- _RECORDS FOR THE TASK_:

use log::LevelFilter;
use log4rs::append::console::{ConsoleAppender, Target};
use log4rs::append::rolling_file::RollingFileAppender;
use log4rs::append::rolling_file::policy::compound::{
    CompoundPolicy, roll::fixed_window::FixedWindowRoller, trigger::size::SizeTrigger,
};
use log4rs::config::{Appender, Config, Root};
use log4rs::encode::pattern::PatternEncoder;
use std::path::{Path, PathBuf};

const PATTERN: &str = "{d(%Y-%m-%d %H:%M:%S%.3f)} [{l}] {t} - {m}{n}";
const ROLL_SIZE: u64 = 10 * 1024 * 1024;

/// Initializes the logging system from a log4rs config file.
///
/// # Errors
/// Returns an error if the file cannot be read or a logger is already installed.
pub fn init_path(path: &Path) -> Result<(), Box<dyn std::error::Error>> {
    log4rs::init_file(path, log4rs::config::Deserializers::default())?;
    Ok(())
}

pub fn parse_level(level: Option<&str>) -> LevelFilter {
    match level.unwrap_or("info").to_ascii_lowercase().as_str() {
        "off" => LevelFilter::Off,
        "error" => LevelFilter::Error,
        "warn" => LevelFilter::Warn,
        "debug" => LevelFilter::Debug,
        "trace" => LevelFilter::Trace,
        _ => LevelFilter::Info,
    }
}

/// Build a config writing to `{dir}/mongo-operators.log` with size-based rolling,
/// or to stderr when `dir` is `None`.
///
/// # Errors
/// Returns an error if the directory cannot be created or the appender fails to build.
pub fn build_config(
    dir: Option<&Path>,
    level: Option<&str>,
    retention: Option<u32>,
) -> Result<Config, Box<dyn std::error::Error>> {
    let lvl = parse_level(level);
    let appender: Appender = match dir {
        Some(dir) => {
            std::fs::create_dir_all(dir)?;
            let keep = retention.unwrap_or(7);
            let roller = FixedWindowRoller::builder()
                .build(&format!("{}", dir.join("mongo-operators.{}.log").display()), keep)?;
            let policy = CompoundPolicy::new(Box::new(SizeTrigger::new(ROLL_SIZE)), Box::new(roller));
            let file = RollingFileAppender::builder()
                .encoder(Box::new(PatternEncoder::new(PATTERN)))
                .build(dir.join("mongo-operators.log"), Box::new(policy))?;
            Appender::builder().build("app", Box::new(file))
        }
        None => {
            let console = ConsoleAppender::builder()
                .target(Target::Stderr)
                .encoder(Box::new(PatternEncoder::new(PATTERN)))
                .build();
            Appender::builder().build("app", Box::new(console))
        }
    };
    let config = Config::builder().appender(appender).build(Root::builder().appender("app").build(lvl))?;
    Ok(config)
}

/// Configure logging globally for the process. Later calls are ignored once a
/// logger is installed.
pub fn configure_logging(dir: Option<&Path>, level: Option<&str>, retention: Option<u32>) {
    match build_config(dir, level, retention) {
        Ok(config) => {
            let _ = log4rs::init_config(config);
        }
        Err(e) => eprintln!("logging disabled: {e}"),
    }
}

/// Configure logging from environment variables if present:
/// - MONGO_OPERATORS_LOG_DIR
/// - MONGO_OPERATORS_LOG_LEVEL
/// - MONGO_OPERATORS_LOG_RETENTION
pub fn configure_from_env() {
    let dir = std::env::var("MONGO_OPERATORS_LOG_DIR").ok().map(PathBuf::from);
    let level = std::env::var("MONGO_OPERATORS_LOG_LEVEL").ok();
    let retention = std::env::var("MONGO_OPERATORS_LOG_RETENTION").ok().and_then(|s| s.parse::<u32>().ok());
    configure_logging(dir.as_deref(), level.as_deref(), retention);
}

- _YOUR GOAL_:
What this exercise asks for is an exact copy of all the records.

- _ANSWER FOR THIS EXERCISE_:
use log::LevelFilter;
use log4rs::append::console::{ConsoleAppender, Target};
use log4rs::append::rolling_file::RollingFileAppender;
use log4rs::append::rolling_file::policy::compound::{
    CompoundPolicy, roll::fixed_window::FixedWindowRoller, trigger::size::SizeTrigger,
};
use log4rs::config::{Appender, Config, Root};
use log4rs::encode::pattern::PatternEncoder;
use std::path::{Path, PathBuf};

const PATTERN: &str = "{d(%Y-%m-%d %H:%M:%S%.3f)} [{l}] {t} - {m}{n}";
const ROLL_SIZE: u64 = 10 * 1024 * 1024;

/// Initializes the logging system from a log4rs config file.
///
/// # Errors
/// Returns an error if the file cannot be read or a logger is already installed.
pub fn init_path(path: &Path) -> Result<(), Box<dyn std::error::Error>> {
    log4rs::init_file(path, log4rs::config::Deserializers::default())?;
    Ok(())
}

pub fn parse_level(level: Option<&str>) -> LevelFilter {
    match level.unwrap_or("info").to_ascii_lowercase().as_str() {
        "off" => LevelFilter::Off,
        "error" => LevelFilter::Error,
        "warn" => LevelFilter::Warn,
        "debug" => LevelFilter::Debug,
        "trace" => LevelFilter::Trace,
        _ => LevelFilter::Info,
    }
}

/// Build a config writing to `{dir}/mongo-operators.log` with size-based rolling,
/// or to stderr when `dir` is `None`.
///
/// # Errors
/// Returns an error if the directory cannot be created or the appender fails to build.
pub fn build_config(
    dir: Option<&Path>,
    level: Option<&str>,
    retention: Option<u32>,
) -> Result<Config, Box<dyn std::error::Error>> {
    let lvl = parse_level(level);
    let appender: Appender = match dir {
        Some(dir) => {
            std::fs::create_dir_all(dir)?;
            let keep = retention.unwrap_or(7);
            let roller = FixedWindowRoller::builder()
                .build(&format!("{}", dir.join("mongo-operators.{}.log").display()), keep)?;
            let policy = CompoundPolicy::new(Box::new(SizeTrigger::new(ROLL_SIZE)), Box::new(roller));
            let file = RollingFileAppender::builder()
                .encoder(Box::new(PatternEncoder::new(PATTERN)))
                .build(dir.join("mongo-operators.log"), Box::new(policy))?;
            Appender::builder().build("app", Box::new(file))
        }
        None => {
            let console = ConsoleAppender::builder()
                .target(Target::Stderr)
                .encoder(Box::new(PatternEncoder::new(PATTERN)))
                .build();
            Appender::builder().build("app", Box::new(console))
        }
    };
    let config = Config::builder().appender(appender).build(Root::builder().appender("app").build(lvl))?;
    Ok(config)
}

/// Configure logging globally for the process. Later calls are ignored once a
/// logger is installed.
pub fn configure_logging(dir: Option<&Path>, level: Option<&str>, retention: Option<u32>) {
    match build_config(dir, level, retention) {
        Ok(config) => {
            let _ = log4rs::init_config(config);
        }
        Err(e) => eprintln!("logging disabled: {e}"),
    }
}

/// Configure logging from environment variables if present:
/// - MONGO_OPERATORS_LOG_DIR
/// - MONGO_OPERATORS_LOG_LEVEL
/// - MONGO_OPERATORS_LOG_RETENTION
pub fn configure_from_env() {
    let dir = std::env::var("MONGO_OPERATORS_LOG_DIR").ok().map(PathBuf::from);
    let level = std::env::var("MONGO_OPERATORS_LOG_LEVEL").ok();
    let retention = std::env::var("MONGO_OPERATORS_LOG_RETENTION").ok().and_then(|s| s.parse::<u32>().ok());
    configure_logging(dir.as_deref(), level.as_deref(), retention);
}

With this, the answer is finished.